What the task requires:
Transcribe the data exactly. Leave nothing out.
--- Data supplied ---
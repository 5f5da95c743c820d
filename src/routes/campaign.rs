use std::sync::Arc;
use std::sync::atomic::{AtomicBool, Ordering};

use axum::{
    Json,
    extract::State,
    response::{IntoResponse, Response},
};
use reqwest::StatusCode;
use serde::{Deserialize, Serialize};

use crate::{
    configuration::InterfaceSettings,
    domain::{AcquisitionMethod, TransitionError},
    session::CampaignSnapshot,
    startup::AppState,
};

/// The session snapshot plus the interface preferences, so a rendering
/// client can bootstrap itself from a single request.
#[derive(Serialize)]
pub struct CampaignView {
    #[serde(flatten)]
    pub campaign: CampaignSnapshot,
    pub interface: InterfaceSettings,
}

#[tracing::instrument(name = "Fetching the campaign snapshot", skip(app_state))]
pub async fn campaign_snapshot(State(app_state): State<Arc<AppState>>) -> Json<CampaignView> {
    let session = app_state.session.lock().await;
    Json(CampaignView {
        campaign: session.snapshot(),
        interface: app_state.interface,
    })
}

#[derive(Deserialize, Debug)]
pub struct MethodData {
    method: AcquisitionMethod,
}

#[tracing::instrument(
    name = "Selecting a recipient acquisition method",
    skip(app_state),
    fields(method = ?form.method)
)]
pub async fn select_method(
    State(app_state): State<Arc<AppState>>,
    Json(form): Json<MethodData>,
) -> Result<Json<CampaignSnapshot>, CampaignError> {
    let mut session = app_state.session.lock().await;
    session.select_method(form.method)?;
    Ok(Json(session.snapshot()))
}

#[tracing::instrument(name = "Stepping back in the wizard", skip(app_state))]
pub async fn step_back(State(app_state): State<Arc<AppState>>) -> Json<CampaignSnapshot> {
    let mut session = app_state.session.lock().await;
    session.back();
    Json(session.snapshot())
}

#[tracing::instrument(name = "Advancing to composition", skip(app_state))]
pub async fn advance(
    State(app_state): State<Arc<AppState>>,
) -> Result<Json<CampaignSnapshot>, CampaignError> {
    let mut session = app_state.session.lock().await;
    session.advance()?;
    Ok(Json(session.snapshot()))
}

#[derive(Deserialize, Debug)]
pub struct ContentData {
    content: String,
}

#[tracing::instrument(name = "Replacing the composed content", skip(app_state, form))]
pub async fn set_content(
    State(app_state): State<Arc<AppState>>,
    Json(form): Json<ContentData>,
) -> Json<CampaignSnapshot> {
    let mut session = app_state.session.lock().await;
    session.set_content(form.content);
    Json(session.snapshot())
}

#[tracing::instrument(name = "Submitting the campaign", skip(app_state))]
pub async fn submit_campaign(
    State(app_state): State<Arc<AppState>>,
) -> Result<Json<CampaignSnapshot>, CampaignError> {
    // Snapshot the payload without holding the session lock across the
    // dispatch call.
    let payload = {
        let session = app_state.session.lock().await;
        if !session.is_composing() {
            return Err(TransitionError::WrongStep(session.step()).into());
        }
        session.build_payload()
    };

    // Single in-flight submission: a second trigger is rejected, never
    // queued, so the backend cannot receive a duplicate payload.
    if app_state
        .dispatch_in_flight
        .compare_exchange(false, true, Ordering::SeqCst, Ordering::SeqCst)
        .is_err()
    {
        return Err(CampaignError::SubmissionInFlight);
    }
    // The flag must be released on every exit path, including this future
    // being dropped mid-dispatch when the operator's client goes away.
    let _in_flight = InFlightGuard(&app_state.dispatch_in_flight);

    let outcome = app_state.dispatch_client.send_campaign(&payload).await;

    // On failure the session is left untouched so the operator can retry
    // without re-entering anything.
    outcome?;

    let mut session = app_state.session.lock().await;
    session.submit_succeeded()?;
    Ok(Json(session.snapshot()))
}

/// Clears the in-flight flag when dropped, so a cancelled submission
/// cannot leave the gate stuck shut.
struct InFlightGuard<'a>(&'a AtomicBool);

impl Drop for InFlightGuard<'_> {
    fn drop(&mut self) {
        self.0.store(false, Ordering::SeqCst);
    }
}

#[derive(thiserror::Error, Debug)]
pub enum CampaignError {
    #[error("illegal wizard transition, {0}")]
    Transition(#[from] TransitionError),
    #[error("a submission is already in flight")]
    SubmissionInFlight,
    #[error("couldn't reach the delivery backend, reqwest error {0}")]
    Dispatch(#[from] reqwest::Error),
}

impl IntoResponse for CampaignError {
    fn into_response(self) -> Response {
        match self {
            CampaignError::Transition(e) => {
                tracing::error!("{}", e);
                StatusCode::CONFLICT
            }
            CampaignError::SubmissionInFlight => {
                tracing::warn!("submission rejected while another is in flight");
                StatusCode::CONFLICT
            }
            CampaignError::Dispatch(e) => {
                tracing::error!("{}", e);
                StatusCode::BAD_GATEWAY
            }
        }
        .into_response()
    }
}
---
Your response:
repository 5f5da95c743c820d
filename src/routes/campaign.rs
use std::sync::Arc;
use std::sync::atomic::{AtomicBool, Ordering};

use axum::{
    Json,
    extract::State,
    response::{IntoResponse, Response},
};
use reqwest::StatusCode;
use serde::{Deserialize, Serialize};

use crate::{
    configuration::InterfaceSettings,
    domain::{AcquisitionMethod, TransitionError},
    session::CampaignSnapshot,
    startup::AppState,
};

/// The session snapshot plus the interface preferences, so a rendering
/// client can bootstrap itself from a single request.
#[derive(Serialize)]
pub struct CampaignView {
    #[serde(flatten)]
    pub campaign: CampaignSnapshot,
    pub interface: InterfaceSettings,
}

#[tracing::instrument(name = "Fetching the campaign snapshot", skip(app_state))]
pub async fn campaign_snapshot(State(app_state): State<Arc<AppState>>) -> Json<CampaignView> {
    let session = app_state.session.lock().await;
    Json(CampaignView {
        campaign: session.snapshot(),
        interface: app_state.interface,
    })
}

#[derive(Deserialize, Debug)]
pub struct MethodData {
    method: AcquisitionMethod,
}

#[tracing::instrument(
    name = "Selecting a recipient acquisition method",
    skip(app_state),
    fields(method = ?form.method)
)]
pub async fn select_method(
    State(app_state): State<Arc<AppState>>,
    Json(form): Json<MethodData>,
) -> Result<Json<CampaignSnapshot>, CampaignError> {
    let mut session = app_state.session.lock().await;
    session.select_method(form.method)?;
    Ok(Json(session.snapshot()))
}

#[tracing::instrument(name = "Stepping back in the wizard", skip(app_state))]
pub async fn step_back(State(app_state): State<Arc<AppState>>) -> Json<CampaignSnapshot> {
    let mut session = app_state.session.lock().await;
    session.back();
    Json(session.snapshot())
}

#[tracing::instrument(name = "Advancing to composition", skip(app_state))]
pub async fn advance(
    State(app_state): State<Arc<AppState>>,
) -> Result<Json<CampaignSnapshot>, CampaignError> {
    let mut session = app_state.session.lock().await;
    session.advance()?;
    Ok(Json(session.snapshot()))
}

#[derive(Deserialize, Debug)]
pub struct ContentData {
    content: String,
}

#[tracing::instrument(name = "Replacing the composed content", skip(app_state, form))]
pub async fn set_content(
    State(app_state): State<Arc<AppState>>,
    Json(form): Json<ContentData>,
) -> Json<CampaignSnapshot> {
    let mut session = app_state.session.lock().await;
    session.set_content(form.content);
    Json(session.snapshot())
}

#[tracing::instrument(name = "Submitting the campaign", skip(app_state))]
pub async fn submit_campaign(
    State(app_state): State<Arc<AppState>>,
) -> Result<Json<CampaignSnapshot>, CampaignError> {
    // Snapshot the payload without holding the session lock across the
    // dispatch call.
    let payload = {
        let session = app_state.session.lock().await;
        if !session.is_composing() {
            return Err(TransitionError::WrongStep(session.step()).into());
        }
        session.build_payload()
    };

    // Single in-flight submission: a second trigger is rejected, never
    // queued, so the backend cannot receive a duplicate payload.
    if app_state
        .dispatch_in_flight
        .compare_exchange(false, true, Ordering::SeqCst, Ordering::SeqCst)
        .is_err()
    {
        return Err(CampaignError::SubmissionInFlight);
    }
    // The flag must be released on every exit path, including this future
    // being dropped mid-dispatch when the operator's client goes away.
    let _in_flight = InFlightGuard(&app_state.dispatch_in_flight);

    let outcome = app_state.dispatch_client.send_campaign(&payload).await;

    // On failure the session is left untouched so the operator can retry
    // without re-entering anything.
    outcome?;

    let mut session = app_state.session.lock().await;
    session.submit_succeeded()?;
    Ok(Json(session.snapshot()))
}

/// Clears the in-flight flag when dropped, so a cancelled submission
/// cannot leave the gate stuck shut.
struct InFlightGuard<'a>(&'a AtomicBool);

impl Drop for InFlightGuard<'_> {
    fn drop(&mut self) {
        self.0.store(false, Ordering::SeqCst);
    }
}

#[derive(thiserror::Error, Debug)]
pub enum CampaignError {
    #[error("illegal wizard transition, {0}")]
    Transition(#[from] TransitionError),
    #[error("a submission is already in flight")]
    SubmissionInFlight,
    #[error("couldn't reach the delivery backend, reqwest error {0}")]
    Dispatch(#[from] reqwest::Error),
}

impl IntoResponse for CampaignError {
    fn into_response(self) -> Response {
        match self {
            CampaignError::Transition(e) => {
                tracing::error!("{}", e);
                StatusCode::CONFLICT
            }
            CampaignError::SubmissionInFlight => {
                tracing::warn!("submission rejected while another is in flight");
                StatusCode::CONFLICT
            }
            CampaignError::Dispatch(e) => {
                tracing::error!("{}", e);
                StatusCode::BAD_GATEWAY
            }
        }
        .into_response()
    }
}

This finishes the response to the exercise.